Take Heed How You Hear
By John Piper
Ten Practical Preparations
for Hearing the Word of God on Sunday Morning - A Meditation on Luke
8:18
- Pray that God would give you a good and honest
heart.
- The heart we need is a work of God. That's why we pray for it.
Ezekiel 36:26, "I will give you a new heart." Jeremiah 24:7, "I will
give them a heart to know Me." Let's pray, "O Lord, give me a heart for
you. Give me a good and honest heart. Give me a soft and receptive
heart. Give me a humble and meek heart. Give me an fruitful heart."

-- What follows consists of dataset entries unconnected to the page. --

#[cfg(test)]
mod tests {
    use super::*;
    use crate::translation::StaticTranslations;
    use serde_json::json;
    use std::io::Write;
    use tempfile::NamedTempFile;

    fn multicampus_settings() -> Settings {
        Settings::from_pairs([
            ("mode", "MultiCampus"),
            ("North.articleLinkEnabled", "true"),
            ("north.libraryId", "222"),
            ("NORTH.APIKEY", "secret"),
            ("articleLinkEnabled", "true"),
            ("South.articleLinkEnabled", "false"),
        ])
    }

    #[test]
    fn test_single_campus_reads_keys_directly() {
        let config = ConfigResolver::single_campus(Settings::from_pairs([
            ("articleLinkEnabled", "true"),
            ("articlePDFDownloadLinkEnabled", "false"),
            ("libraryId", "222"),
        ]));

        assert!(!config.is_multicampus());
        assert!(config.show_article_link());
        assert!(!config.show_direct_to_pdf_link());
        assert!(!config.show_retraction_watch());
        assert_eq!(
            config.api_url().as_deref(),
            Some("https://public-api.thirdiron.com/public/v1/libraries/222")
        );
    }

    #[test]
    fn test_boolean_parsing_accepts_only_json_true() {
        let settings = Settings::from_map(
            json!({
                "a": "true",
                "b": true,
                "c": "TRUE",
                "d": "1",
                "e": "\"true\"",
                "f": 1,
                "g": "not json"
            })
            .as_object()
            .cloned()
            .unwrap_or_default(),
        );
        let config = ConfigResolver::single_campus(settings);

        assert!(config.get_bool("a"));
        assert!(config.get_bool("b"));
        assert!(!config.get_bool("c"));
        assert!(!config.get_bool("d"));
        assert!(!config.get_bool("e"));
        assert!(!config.get_bool("f"));
        assert!(!config.get_bool("g"));
        assert!(!config.get_bool("missing"));
    }

    #[test]
    fn test_multicampus_unresolved_institution_then_resolved() {
        let translations = Arc::new(StaticTranslations::empty());
        let config = ConfigResolver::new(multicampus_settings(), Some(translations.clone()));

        assert!(config.is_multicampus());
        // no language table yet
        assert!(!config.show_article_link());
        assert_eq!(config.api_key(), None);

        // table loaded but the key is untranslated
        translations.load(HashMap::new());
        assert!(!config.show_article_link());

        translations.load(HashMap::from([(
            INSTITUTION_NAME_KEY.to_string(),
            " North ".to_string(),
        )]));
        assert!(config.show_article_link());
        assert_eq!(config.api_key().as_deref(), Some("secret"));
        assert_eq!(
            config.api_url().as_deref(),
            Some("https://public-api.thirdiron.com/public/v1/libraries/222")
        );
    }

    #[test]
    fn test_multicampus_has_no_unprefixed_fallback() {
        let translations = Arc::new(StaticTranslations::with_table(HashMap::from([(
            INSTITUTION_NAME_KEY.to_string(),
            "South".to_string(),
        )])));
        let config = ConfigResolver::new(multicampus_settings(), Some(translations));

        assert!(!config.show_article_link());
        assert_eq!(config.api_key(), None);
        assert_eq!(config.api_url(), None);
    }

    #[test]
    fn test_missing_critical_key_warned_once() {
        let translations = Arc::new(StaticTranslations::with_table(HashMap::from([(
            INSTITUTION_NAME_KEY.to_string(),
            "South".to_string(),
        )])));
        let config = ConfigResolver::new(multicampus_settings(), Some(translations));
        let warned = |config: &ConfigResolver| {
            let mut keys: Vec<_> = config.warned_keys.lock().unwrap().iter().copied().collect();
            keys.sort_unstable();
            keys
        };

        assert_eq!(config.api_key(), None);
        assert_eq!(config.api_key(), None);
        assert_eq!(warned(&config), vec!["apiKey"]);

        // non-critical keys never warn
        assert!(!config.show_article_link());
        assert_eq!(warned(&config), vec!["apiKey"]);

        assert_eq!(config.library_id(), None);
        assert_eq!(config.api_url(), None);
        assert_eq!(warned(&config), vec!["apiKey", "libraryId"]);
        assert!(!config.warned_missing_institution.load(Ordering::Relaxed));
    }

    #[test]
    fn test_unresolved_institution_warned_once() {
        let config = ConfigResolver::new(
            multicampus_settings(),
            Some(Arc::new(StaticTranslations::empty())),
        );
        assert_eq!(config.api_key(), None);
        assert!(config.warned_missing_institution.load(Ordering::Relaxed));
        // no institution means no prefixed lookup, so no per-key warning
        assert!(config.warned_keys.lock().unwrap().is_empty());
    }

    #[test]
    fn test_view_option_defaults() {
        let config = ConfigResolver::single_campus(Settings::from_pairs([("viewOption", "No-Stack")]));
        assert_eq!(config.view_option(), ViewOption::NoStack);

        let config = ConfigResolver::single_campus(Settings::from_pairs([("viewOption", "bogus")]));
        assert_eq!(config.view_option(), ViewOption::StackPlusBrowzine);

        let config = ConfigResolver::single_campus(Settings::default());
        assert_eq!(config.view_option(), ViewOption::StackPlusBrowzine);
    }

    #[test]
    fn test_unpaywall_enabled_by_any_flag() {
        let config = ConfigResolver::single_campus(Settings::from_pairs([(
            "articleAcceptedManuscriptArticleLinkViaUnpaywallEnabled",
            "true",
        )]));
        assert!(config.is_unpaywall_enabled());

        let config = ConfigResolver::single_campus(Settings::default());
        assert!(!config.is_unpaywall_enabled());
    }

    #[test]
    fn test_load_settings_file() -> Result<()> {
        let mut file = NamedTempFile::new()?;
        write!(file, r#"{{"articleLinkEnabled": "true", "libraryId": 222}}"#)?;

        let settings = Settings::load(file.path())?;
        let config = ConfigResolver::single_campus(settings);
        assert!(config.show_article_link());
        assert_eq!(config.get_string("libraryId").as_deref(), Some("222"));
        Ok(())
    }
}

- Meditate on the Word of God.
- Psalm 34:8, "O taste and see that the LORD is good." On Saturday
night read some delicious portion of your Bible with a view to stirring
up hunger for God. This is the appetizer for Sunday morning's meal.

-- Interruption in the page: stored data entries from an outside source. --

//! Stream building blocks shared by the proxy, resolver and enhancer layers.
//!
//! - [`Replay`] - latest-value cell that replays to new subscribers
//! - [`distinct_by`] - per-subscription de-duplication on a derived key
//! - [`combine_latest`] - pairs of latest values once both sides have emitted
//! - [`switch_map`] - cancel-on-switch flattening of inner streams
//!
//! All state lives inside the returned streams, so independent subscribers
//! never share bookkeeping.

use futures::future::{self, Either};
use futures::stream::{self, BoxStream, Stream, StreamExt};
use std::sync::Arc;
use tokio::sync::watch;
use tokio_stream::wrappers::WatchStream;

/// Latest-value cell backed by a `watch` channel.
///
/// Subscribers first receive the current value (if one was pushed) and then
/// every later value. A slow subscriber only sees the newest value.
pub struct Replay<T> {
    tx: Arc<watch::Sender<Option<T>>>,
}

impl<T> Clone for Replay<T> {
    fn clone(&self) -> Self {
        Self {
            tx: Arc::clone(&self.tx),
        }
    }
}

impl<T: Clone + Send + Sync + 'static> Replay<T> {
    /// Create an empty cell
    pub fn new() -> Self {
        let (tx, _rx) = watch::channel(None);
        Self { tx: Arc::new(tx) }
    }

    /// Replace the current value and notify subscribers
    pub fn push(&self, value: T) {
        self.tx.send_replace(Some(value));
    }

    /// Current value, if any
    pub fn latest(&self) -> Option<T> {
        self.tx.borrow().clone()
    }

    /// Stream of values starting with the current one
    pub fn subscribe(&self) -> BoxStream<'static, T> {
        WatchStream::new(self.tx.subscribe())
            .filter_map(future::ready)
            .boxed()
    }
}

impl<T: Clone + Send + Sync + 'static> Default for Replay<T> {
    fn default() -> Self {
        Self::new()
    }
}

/// Drop items whose key equals the key of the previously forwarded item.
pub fn distinct_by<S, K, F>(input: S, mut key: F) -> impl Stream<Item = S::Item>
where
    S: Stream,
    K: PartialEq,
    F: FnMut(&S::Item) -> K,
{
    let mut last: Option<K> = None;
    input.filter_map(move |item| {
        let k = key(&item);
        let out = if last.as_ref() == Some(&k) {
            None
        } else {
            last = Some(k);
            Some(item)
        };
        future::ready(out)
    })
}

enum Side<A, B> {
    Left(A),
    Right(B),
}

/// Emit `(a, b)` with the latest value of each side, once both have emitted.
pub fn combine_latest<A, B>(
    a: BoxStream<'static, A>,
    b: BoxStream<'static, B>,
) -> BoxStream<'static, (A, B)>
where
    A: Clone + Send + 'static,
    B: Clone + Send + 'static,
{
    stream::select(a.map(Side::Left), b.map(Side::Right))
        .scan(
            (None::<A>, None::<B>),
            |latest: &mut (Option<A>, Option<B>), side| {
                match side {
                    Side::Left(v) => latest.0 = Some(v),
                    Side::Right(v) => latest.1 = Some(v),
                }
                let pair = match (&latest.0, &latest.1) {
                    (Some(a), Some(b)) => Some((a.clone(), b.clone())),
                    _ => None,
                };
                future::ready(Some(pair))
            },
        )
        .filter_map(future::ready)
        .boxed()
}

struct SwitchState<I, T, F> {
    input: BoxStream<'static, I>,
    inner: Option<BoxStream<'static, T>>,
    input_done: bool,
    f: F,
}

enum Polled<I, T> {
    Input(Option<I>),
    Inner(Option<T>),
}

/// Map every input item to an inner stream and forward only the newest one.
///
/// A new input item drops the previous inner stream together with any future
/// it was awaiting, so a late result for a superseded item is never emitted.
/// Pending input always wins over a ready inner value.
pub fn switch_map<I, T, F>(input: BoxStream<'static, I>, f: F) -> BoxStream<'static, T>
where
    I: Send + 'static,
    T: Send + 'static,
    F: FnMut(I) -> BoxStream<'static, T> + Send + 'static,
{
    let state = SwitchState {
        input,
        inner: None,
        input_done: false,
        f,
    };

    stream::unfold(state, |mut st| async move {
        loop {
            let Some(mut inner) = st.inner.take() else {
                if st.input_done {
                    return None;
                }
                match st.input.next().await {
                    Some(item) => {
                        st.inner = Some((st.f)(item));
                        continue;
                    }
                    None => return None,
                }
            };

            if st.input_done {
                return match inner.next().await {
                    Some(value) => {
                        st.inner = Some(inner);
                        Some((value, st))
                    }
                    None => None,
                };
            }

            let polled = match future::select(st.input.next(), inner.next()).await {
                Either::Left((item, _)) => Polled::Input(item),
                Either::Right((value, _)) => Polled::Inner(value),
            };

            match polled {
                Polled::Input(Some(item)) => {
                    drop(inner);
                    st.inner = Some((st.f)(item));
                }
                Polled::Input(None) => {
                    st.input_done = true;
                    st.inner = Some(inner);
                }
                Polled::Inner(Some(value)) => {
                    st.inner = Some(inner);
                    return Some((value, st));
                }
                // inner finished; wait for the next input item
                Polled::Inner(None) => {}
            }
        }
    })
    .boxed()
}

- Purify your mind by turning away from worldly
entertainment.
- James 12:1, "Putting aside all filthiness and all that remains of
wickedness, in humility receive the word implanted, which is able to
save your souls." It astonishes me how many Christians watch the same
banal, empty, silly, trivial, titillating, suggestive, immodest TV shows
that most unbelievers watch. This makes us small and weak and worldly
and inauthentic in worship. Instead, turn off the television on
Saturday night and read something true and great and beautiful and pure
and honorable and excellent and worthy of praise (Philippians 4:8). Your
heart will unshrivel and be able to feel greatness again.
- Trust in the truth that you already have.

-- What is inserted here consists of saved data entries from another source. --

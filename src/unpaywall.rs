//! Unpaywall open-access fallback.
//!
//! Consulted only when the Third Iron lookup produced no primary action. The
//! client returns up to four candidate URLs; [`unpaywall_action`] picks the
//! first one that is both present and enabled.

use crate::config::ConfigResolver;
use crate::error::{LibKeyError, Result};
use crate::waterfall::ButtonType;
use async_trait::async_trait;
use reqwest::{Client, StatusCode};
use serde::{Deserialize, Serialize};
use std::time::Duration;
use tracing::{debug, warn};
use url::Url;

/// Unpaywall API base URL
const UNPAYWALL_API_URL: &str = "https://api.unpaywall.org/v2";

/// Email sent when the settings do not name one
const DEFAULT_EMAIL: &str = "unpaywall@thirdiron.com";

/// Host type Unpaywall reports for publisher-hosted copies
const PUBLISHER_HOST_TYPE: &str = "publisher";

/// Candidate open-access links for one DOI
#[derive(Debug, Clone, Default, PartialEq, Serialize, Deserialize)]
#[serde(rename_all = "camelCase")]
pub struct UnpaywallUrls {
    pub title: Option<String>,
    pub journal_name: Option<String>,
    #[serde(rename = "articlePDFUrl")]
    pub article_pdf_url: Option<String>,
    pub article_link_url: Option<String>,
    #[serde(rename = "manuscriptArticlePDFUrl")]
    pub manuscript_article_pdf_url: Option<String>,
    pub manuscript_article_link_url: Option<String>,
    /// `best_oa_location.host_type`, usually "publisher" or "repository"
    pub link_host_type: Option<String>,
}

/// Unpaywall-compatible lookup
#[async_trait]
pub trait UnpaywallClient: Send + Sync {
    /// Look up open-access links for an unencoded DOI
    async fn lookup(&self, doi: &str) -> Result<Option<UnpaywallUrls>>;
}

#[derive(Debug, Deserialize)]
struct UnpaywallResponse {
    title: Option<String>,
    journal_name: Option<String>,
    best_oa_location: Option<OaLocation>,
}

#[derive(Debug, Deserialize)]
struct OaLocation {
    url: Option<String>,
    url_for_pdf: Option<String>,
    url_for_landing_page: Option<String>,
    version: Option<String>,
    host_type: Option<String>,
}

fn non_empty(value: Option<String>) -> Option<String> {
    value.filter(|s| !s.trim().is_empty())
}

impl From<UnpaywallResponse> for UnpaywallUrls {
    fn from(response: UnpaywallResponse) -> Self {
        let mut urls = UnpaywallUrls {
            title: response.title,
            journal_name: response.journal_name,
            ..Default::default()
        };
        let Some(location) = response.best_oa_location else {
            return urls;
        };

        let pdf = non_empty(location.url_for_pdf);
        let link = non_empty(location.url_for_landing_page).or(non_empty(location.url));

        match location.version.as_deref() {
            Some("publishedVersion") => {
                urls.article_pdf_url = pdf;
                urls.article_link_url = link;
            }
            Some("acceptedVersion") => {
                urls.manuscript_article_pdf_url = pdf;
                urls.manuscript_article_link_url = link;
            }
            other => debug!(version = ?other, "Unpaywall location version not used"),
        }
        urls.link_host_type = location.host_type;
        urls
    }
}

/// reqwest-backed client for `api.unpaywall.org`
pub struct UnpaywallHttpClient {
    client: Client,
    base_url: Url,
    email: String,
}

impl UnpaywallHttpClient {
    pub fn new(email: Option<String>) -> Result<Self> {
        let client = Client::builder()
            .user_agent(concat!("rustlibkey/", env!("CARGO_PKG_VERSION")))
            .timeout(Duration::from_secs(15))
            .build()
            .map_err(|e| LibKeyError::Config(format!("Failed to build HTTP client: {}", e)))?;

        Ok(Self {
            client,
            base_url: parse_base_url(UNPAYWALL_API_URL)?,
            email: email.unwrap_or_else(|| DEFAULT_EMAIL.to_string()),
        })
    }

    /// Point the client at another Unpaywall-compatible API root
    pub fn with_base_url(mut self, base_url: &str) -> Result<Self> {
        self.base_url = parse_base_url(base_url)?;
        Ok(self)
    }

    /// `{base}/{doi}` with every `/`-separated DOI part percent-encoded
    fn request_url(&self, doi: &str) -> Result<Url> {
        let mut url = self.base_url.clone();
        url.path_segments_mut()
            .map_err(|_| LibKeyError::Config(format!("Unusable Unpaywall URL: {}", self.base_url)))?
            .pop_if_empty()
            .extend(doi.split('/'));
        Ok(url)
    }
}

fn parse_base_url(raw: &str) -> Result<Url> {
    Url::parse(raw).map_err(|e| LibKeyError::Config(format!("Invalid Unpaywall URL {}: {}", raw, e)))
}

impl UnpaywallUrls {
    fn has_any_link(&self) -> bool {
        [
            &self.article_pdf_url,
            &self.article_link_url,
            &self.manuscript_article_pdf_url,
            &self.manuscript_article_link_url,
        ]
        .iter()
        .any(|url| url.is_some())
    }
}

#[async_trait]
impl UnpaywallClient for UnpaywallHttpClient {
    async fn lookup(&self, doi: &str) -> Result<Option<UnpaywallUrls>> {
        let url = self.request_url(doi)?;
        debug!(doi, url = %url, "Unpaywall request");

        let response = self
            .client
            .get(url)
            .query(&[("email", self.email.as_str())])
            .send()
            .await?;

        if response.status() == StatusCode::NOT_FOUND {
            debug!(doi, "Unpaywall: DOI not found");
            return Ok(None);
        }
        if !response.status().is_success() {
            warn!(doi, status = response.status().as_u16(), "Unpaywall API error");
            return Err(LibKeyError::Api {
                code: response.status().as_u16(),
                message: format!("Unpaywall API error: {}", response.status()),
            });
        }

        let body = response.text().await?;
        let data: UnpaywallResponse = serde_json::from_str(&body)?;
        let urls = UnpaywallUrls::from(data);
        if !urls.has_any_link() {
            debug!(doi, "Unpaywall: no open-access location");
            return Ok(None);
        }
        Ok(Some(urls))
    }
}

/// Decode a percent-encoded DOI once.
///
/// Already-decoded input passes through. Malformed escapes (a `%` not
/// followed by two hex digits, or bytes that are not UTF-8) return the
/// trimmed input unchanged.
pub fn decode_doi(input: &str) -> String {
    let trimmed = input.trim();
    let bytes = trimmed.as_bytes();

    let well_formed = bytes.iter().enumerate().all(|(i, b)| {
        *b != b'%'
            || (bytes.get(i + 1).is_some_and(u8::is_ascii_hexdigit)
                && bytes.get(i + 2).is_some_and(u8::is_ascii_hexdigit))
    });
    if !well_formed {
        debug!(doi = trimmed, "Malformed percent-encoding in DOI, using as-is");
        return trimmed.to_string();
    }

    match urlencoding::decode(trimmed) {
        Ok(decoded) => decoded.into_owned(),
        Err(e) => {
            debug!(doi = trimmed, error = %e, "DOI did not decode to UTF-8, using as-is");
            trimmed.to_string()
        }
    }
}

/// First enabled Unpaywall action, or `None` when nothing qualifies.
///
/// Publisher-hosted copies are discarded when the article asks to avoid them.
pub fn unpaywall_action(
    urls: &UnpaywallUrls,
    avoid_publisher_links: bool,
    config: &ConfigResolver,
) -> Option<(ButtonType, String)> {
    if avoid_publisher_links && urls.link_host_type.as_deref() == Some(PUBLISHER_HOST_TYPE) {
        debug!("Unpaywall publisher link avoided");
        return None;
    }

    let candidates = [
        (
            ButtonType::UnpaywallDirectToPDF,
            &urls.article_pdf_url,
            config.show_unpaywall_direct_to_pdf_link(),
        ),
        (
            ButtonType::UnpaywallArticleLink,
            &urls.article_link_url,
            config.show_unpaywall_article_link(),
        ),
        (
            ButtonType::UnpaywallManuscriptPDF,
            &urls.manuscript_article_pdf_url,
            config.show_unpaywall_manuscript_pdf_link(),
        ),
        (
            ButtonType::UnpaywallManuscriptLink,
            &urls.manuscript_article_link_url,
            config.show_unpaywall_manuscript_article_link(),
        ),
    ];

    candidates
        .into_iter()
        .find_map(|(kind, url, enabled)| match url {
            Some(url) if enabled && !url.is_empty() => Some((kind, url.clone())),
            _ => None,
        })
}

#[cfg(test)]
mod tests {
    use super::*;
    use crate::config::Settings;
    use crate::test_server;
    use axum::http::StatusCode as HttpStatus;
    use serde_json::json;

    const SICI_DOI: &str = "10.1002/(SICI)1097-0258(19980715)17:13<1525::AID-SIM819>3.0.CO;2-#";

    fn all_enabled() -> ConfigResolver {
        ConfigResolver::single_campus(Settings::from_pairs([
            ("articlePDFDownloadViaUnpaywallEnabled", "true"),
            ("articleLinkViaUnpaywallEnabled", "true"),
            ("articleAcceptedManuscriptPDFViaUnpaywallEnabled", "true"),
            ("articleAcceptedManuscriptArticleLinkViaUnpaywallEnabled", "true"),
        ]))
    }

    fn published(host_type: &str) -> UnpaywallUrls {
        UnpaywallUrls {
            article_pdf_url: Some("https://oa.example/pdf".to_string()),
            article_link_url: Some("https://oa.example/page".to_string()),
            link_host_type: Some(host_type.to_string()),
            ..Default::default()
        }
    }

    #[test]
    fn test_decode_doi() {
        assert_eq!(decode_doi("10.1038%2Fx"), "10.1038/x");
        assert_eq!(decode_doi("10.1038/x"), "10.1038/x");
        assert_eq!(decode_doi("10.1038%2Gx"), "10.1038%2Gx");
        assert_eq!(decode_doi(" 10.1038%2Fx%"), "10.1038%2Fx%");
        assert_eq!(decode_doi("10.1038%FFx"), "10.1038%FFx");
    }

    #[test]
    fn test_priority_order() {
        let config = all_enabled();
        let action = unpaywall_action(&published("repository"), false, &config);
        assert_eq!(
            action,
            Some((ButtonType::UnpaywallDirectToPDF, "https://oa.example/pdf".to_string()))
        );

        let manuscript = UnpaywallUrls {
            manuscript_article_pdf_url: Some(String::new()),
            manuscript_article_link_url: Some("https://repo.example/am".to_string()),
            ..Default::default()
        };
        assert_eq!(
            unpaywall_action(&manuscript, false, &config),
            Some((ButtonType::UnpaywallManuscriptLink, "https://repo.example/am".to_string()))
        );
    }

    #[test]
    fn test_disabled_flag_skips_candidate() {
        let config = ConfigResolver::single_campus(Settings::from_pairs([(
            "articleLinkViaUnpaywallEnabled",
            "true",
        )]));
        assert_eq!(
            unpaywall_action(&published("repository"), false, &config),
            Some((ButtonType::UnpaywallArticleLink, "https://oa.example/page".to_string()))
        );
    }

    #[test]
    fn test_avoided_publisher_link_yields_nothing() {
        let config = all_enabled();
        assert_eq!(unpaywall_action(&published("publisher"), true, &config), None);
        assert!(unpaywall_action(&published("publisher"), false, &config).is_some());
        assert!(unpaywall_action(&published("repository"), true, &config).is_some());
    }

    #[test]
    fn test_response_mapping_by_version() {
        let response: UnpaywallResponse = serde_json::from_value(json!({
            "title": "Paper",
            "journal_name": "Journal",
            "best_oa_location": {
                "url": "https://repo.example/record",
                "url_for_pdf": "https://repo.example/am.pdf",
                "url_for_landing_page": null,
                "version": "acceptedVersion",
                "host_type": "repository"
            }
        }))
        .unwrap();

        let urls = UnpaywallUrls::from(response);
        assert_eq!(urls.article_pdf_url, None);
        assert_eq!(urls.manuscript_article_pdf_url.as_deref(), Some("https://repo.example/am.pdf"));
        assert_eq!(urls.manuscript_article_link_url.as_deref(), Some("https://repo.example/record"));
        assert_eq!(urls.link_host_type.as_deref(), Some("repository"));
    }

    #[test]
    fn test_request_url_keeps_doi_syntax_characters() {
        let client = UnpaywallHttpClient::new(None).unwrap();

        let url = client.request_url(SICI_DOI).unwrap();
        assert_eq!(url.fragment(), None);
        assert_eq!(url.query(), None);
        assert_eq!(
            url.path(),
            "/v2/10.1002/(SICI)1097-0258(19980715)17:13%3C1525::AID-SIM819%3E3.0.CO;2-%23"
        );

        let url = client.request_url("10.1000/a?b%c").unwrap();
        assert_eq!(url.as_str(), "https://api.unpaywall.org/v2/10.1000/a%3Fb%25c");
    }

    fn client_for(server: &test_server::CannedServer) -> UnpaywallHttpClient {
        UnpaywallHttpClient::new(Some("ops@library.example".to_string()))
            .unwrap()
            .with_base_url(&format!("{}/v2/", server.base_url))
            .unwrap()
    }

    #[tokio::test]
    async fn test_lookup_maps_best_location() {
        let server = test_server::serve(
            HttpStatus::OK,
            r#"{"title": "Paper", "best_oa_location": {"url_for_pdf": "https://oa.example/pdf", "version": "publishedVersion", "host_type": "publisher"}}"#,
        )
        .await;
        let client = client_for(&server);

        let urls = client.lookup(SICI_DOI).await.unwrap().unwrap();
        assert_eq!(urls.article_pdf_url.as_deref(), Some("https://oa.example/pdf"));
        assert_eq!(urls.link_host_type.as_deref(), Some("publisher"));

        let requests = server.requests();
        assert_eq!(requests.len(), 1);
        assert!(requests[0].starts_with("/v2/10.1002/(SICI)"));
        assert!(requests[0].ends_with("3.0.CO;2-%23?email=ops%40library.example"));
    }

    #[tokio::test]
    async fn test_lookup_not_found_is_none() {
        let server = test_server::serve(HttpStatus::NOT_FOUND, r#"{"error": true}"#).await;
        let client = client_for(&server);
        assert_eq!(client.lookup("10.1/missing").await.unwrap(), None);
    }

    #[tokio::test]
    async fn test_lookup_without_location_is_none() {
        let server = test_server::serve(HttpStatus::OK, r#"{"title": "Closed", "best_oa_location": null}"#).await;
        let client = client_for(&server);
        assert_eq!(client.lookup("10.1/closed").await.unwrap(), None);
    }

    #[tokio::test]
    async fn test_lookup_server_error_is_api_error() {
        let server = test_server::serve(HttpStatus::SERVICE_UNAVAILABLE, "").await;
        let client = client_for(&server);
        let result = client.lookup("10.1/x").await;
        assert!(matches!(result, Err(LibKeyError::Api { code: 503, .. })));
    }

    #[tokio::test]
    async fn test_lookup_malformed_body_is_json_error() {
        let server = test_server::serve(HttpStatus::OK, "<html>maintenance</html>").await;
        let client = client_for(&server);
        let result = client.lookup("10.1/x").await;
        assert!(matches!(result, Err(LibKeyError::Json(_))));
    }
}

- The hearing of the word of God that fails during trial has no root
(Luke 8:13). What is the root we need? It is trust. Jeremiah 17:7-8
says, "Blessed is the man who trusts in the LORD and whose trust is the
LORD. For he will be like a tree planted by the water, that extends its
roots by a stream." Trusting in the truth you already have is the best
way to prepare yourself to receive more.
- Rest long enough Saturday night to be alert and hopeful
Sunday morning.
- 1 Corinthians 6:12, "All things are lawful for me, but I will not be
enslaved by anything." I am not laying down any law here. I am saying
there are Saturday night ways that ruin Sunday morning worship. Don't be
enslaved by them. Without sufficient sleep, our minds are dull, our
emotions are flat, our proneness to depression is higher, and our fuses
are short. My counsel decide when you must get up on Sunday in order to
have time to eat, get dressed, pray and meditate on the Word, prepare
the family, and travel to church; and then compute backward eight hours
and be sure that you are in bed 15 minutes before that. Read your Bible
in bed and fall asleep with the Word of God in your mind. I especially
exhort parents to teach teenagers that Saturday is NOT the night to stay
out late with friends. If there is a special late night, make it Friday.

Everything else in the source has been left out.